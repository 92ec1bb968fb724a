use ndarray::{s, Array1, Array2, ArrayView1, ArrayView2, Axis, Zip};
use ndarray_stats::QuantileExt;
use rand::Rng;
use tracing::debug;

use crate::context::Context;
use crate::error::{Error, Result};
use crate::utils::{zeros1, zeros2};

/// Result of a vector quantization: the centroids, the cluster index of
/// every input frame and the final mean distortion.
#[derive(Debug, Clone, PartialEq)]
pub struct Codebook {
    pub centroids: Array2<f64>,
    pub assignments: Vec<usize>,
    pub distortion: f64,
}

impl Codebook {

    pub fn nclusters(&self) -> usize {
        self.centroids.nrows()
    }

    /// Row indices of the frames assigned to `cluster`.
    pub fn members(&self, cluster: usize) -> impl Iterator<Item = usize> + '_ {
        self.assignments
            .iter()
            .enumerate()
            .filter(move |(_, c)| **c == cluster)
            .map(|(i, _)| i)
    }

    pub fn cluster_size(&self, cluster: usize) -> usize {
        self.assignments.iter().filter(|c| **c == cluster).count()
    }
}

pub fn squared_distance(a: ArrayView1<f64>, b: ArrayView1<f64>) -> f64 {
    let mut sum = 0.0;
    Zip::from(&a).and(&b).for_each(|&x, &y| sum += (x - y) * (x - y));
    sum
}

/// LBG codebook design: starts from the mean of all frames and doubles the
/// centroid count by splitting until `nmix` centroids exist, refining with
/// k-means after every split.
pub fn lbg(ctx: &mut Context, frames: ArrayView2<f64>, nmix: usize) -> Result<Codebook> {
    if !nmix.is_power_of_two() {
        return Err(Error::Configuration(format!("mixture count must be a power of two, got {}", nmix)));
    }
    let mean = frames
        .mean_axis(Axis(0))
        .ok_or_else(|| Error::Configuration(String::from("no frames to quantize")))?;
    let dim = frames.ncols();
    let perturbation = ctx.config.split_perturbation;
    let threshold = ctx.config.kmeans_threshold;

    let mut centroids = zeros2((1, dim), "codebook")?;
    centroids.row_mut(0).assign(&mean);
    let mut codebook = kmeans(frames, centroids, threshold)?;
    while codebook.nclusters() < nmix {
        let n = codebook.nclusters();
        let mut split = zeros2((2 * n, dim), "codebook")?;
        split.slice_mut(s![..n, ..]).assign(&codebook.centroids);
        split.slice_mut(s![n.., ..]).assign(&codebook.centroids);
        for c in 0..n {
            for d in 0..dim {
                let delta = perturbation * (ctx.rng().gen::<f64>() - 0.5);
                split[[c, d]] += delta;
                split[[c + n, d]] -= delta;
            }
        }
        codebook = kmeans(frames, split, threshold)?;
    }
    Ok(codebook)
}

/// Lloyd iterations from the given centroids until the relative decrease of
/// the mean distortion is at most `threshold`. Empty clusters keep their
/// centroid.
pub fn kmeans(frames: ArrayView2<f64>, mut centroids: Array2<f64>, threshold: f64) -> Result<Codebook> {
    let n = frames.nrows();
    if n == 0 {
        return Err(Error::Configuration(String::from("no frames to quantize")));
    }
    let mut assignments = Vec::new();
    assignments
        .try_reserve_exact(n)
        .map_err(|source| Error::Allocation { what: "cluster assignments", source })?;
    assignments.resize(n, 0);
    let mut distances = zeros1(centroids.nrows(), "centroid distances")?;

    let mut previous = f64::INFINITY;
    let mut pass = 0;
    loop {
        let total = assign(frames, centroids.view(), &mut distances, &mut assignments)?;
        let distortion = total / n as f64;
        update_centroids(frames, &assignments, &mut centroids)?;
        pass += 1;
        debug!(pass, clusters = centroids.nrows(), distortion, "k-means pass");

        let improving = previous - distortion > threshold * previous;
        if pass > 1 && !improving {
            return Ok(Codebook { centroids, assignments, distortion });
        }
        previous = distortion;
    }
}

fn assign(frames: ArrayView2<f64>, centroids: ArrayView2<f64>, distances: &mut Array1<f64>, assignments: &mut [usize]) -> Result<f64> {
    let mut total = 0.0;
    for (i, frame) in frames.outer_iter().enumerate() {
        for (c, centroid) in centroids.outer_iter().enumerate() {
            distances[c] = squared_distance(frame, centroid);
        }
        let nearest = distances
            .argmin()
            .map_err(|e| Error::Features(format!("frame {} can not be quantized: {}", i, e)))?;
        assignments[i] = nearest;
        total += distances[nearest];
    }
    Ok(total)
}

fn update_centroids(frames: ArrayView2<f64>, assignments: &[usize], centroids: &mut Array2<f64>) -> Result<()> {
    let mut sums = zeros2(centroids.dim(), "centroid sums")?;
    let mut counts = vec![0usize; centroids.nrows()];
    for (frame, &c) in frames.outer_iter().zip(assignments) {
        let mut row = sums.row_mut(c);
        row += &frame;
        counts[c] += 1;
    }
    for (c, &count) in counts.iter().enumerate() {
        if count > 0 {
            let mean = &sums.row(c) / count as f64;
            centroids.row_mut(c).assign(&mean);
        }
    }
    Ok(())
}

#[cfg(test)]
mod tests {
    use super::*;
    use crate::utils::Config;
    use ndarray::array;

    fn two_blobs() -> Array2<f64> {
        array![[0.0, 0.1], [0.2, -0.1], [-0.1, 0.0], [5.0, 5.2], [5.1, 4.9], [4.8, 5.0]]
    }

    #[test]
    fn kmeans_is_a_fixed_point() {
        let frames = two_blobs();
        let start = array![[1.0, 1.0], [4.0, 4.0]];
        let first = kmeans(frames.view(), start.clone(), 1e-3).unwrap();
        let second = kmeans(frames.view(), start, 1e-3).unwrap();
        assert_eq!(first, second);
        let again = kmeans(frames.view(), first.centroids.clone(), 1e-3).unwrap();
        assert_eq!(again.assignments, first.assignments);
        assert_eq!(first.assignments, vec![0, 0, 0, 1, 1, 1]);
    }

    #[test]
    fn empty_cluster_keeps_centroid() {
        let frames = array![[0.0], [1.0]];
        let start = array![[0.5], [100.0]];
        let book = kmeans(frames.view(), start, 1e-3).unwrap();
        assert_eq!(book.centroids[[1, 0]], 100.0);
        assert_eq!(book.cluster_size(1), 0);
        assert_eq!(book.cluster_size(0), 2);
    }

    #[test]
    fn lbg_separates_blobs() {
        let mut ctx = Context::new(Config::new(1, 2)).unwrap();
        let frames = array![[0.0], [0.1], [-0.1], [5.0], [5.1], [4.9]];
        let book = lbg(&mut ctx, frames.view(), 2).unwrap();
        assert_eq!(book.nclusters(), 2);
        let first: Vec<usize> = book.members(book.assignments[0]).collect();
        assert_eq!(first, vec![0, 1, 2]);
        assert!(book.distortion < 0.1);
    }

    #[test]
    fn lbg_single_component_is_the_mean() {
        let mut ctx = Context::new(Config::new(1, 1)).unwrap();
        let frames = array![[1.0], [2.0], [6.0]];
        let book = lbg(&mut ctx, frames.view(), 1).unwrap();
        assert_eq!(book.centroids, array![[3.0]]);
        assert_eq!(book.assignments, vec![0, 0, 0]);
    }

    #[test]
    fn lbg_rejects_non_power_of_two() {
        let mut ctx = Context::new(Config::new(1, 4)).unwrap();
        let frames = two_blobs();
        assert!(matches!(lbg(&mut ctx, frames.view(), 3), Err(Error::Configuration(_))));
    }
}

☆ ☆ ☆ ☆

Check each line of the entries above for the word "filter". List the ones that have it.

            .filter(move |(_, c)| **c == cluster)
        self.assignments.iter().filter(|c| **c == cluster).count()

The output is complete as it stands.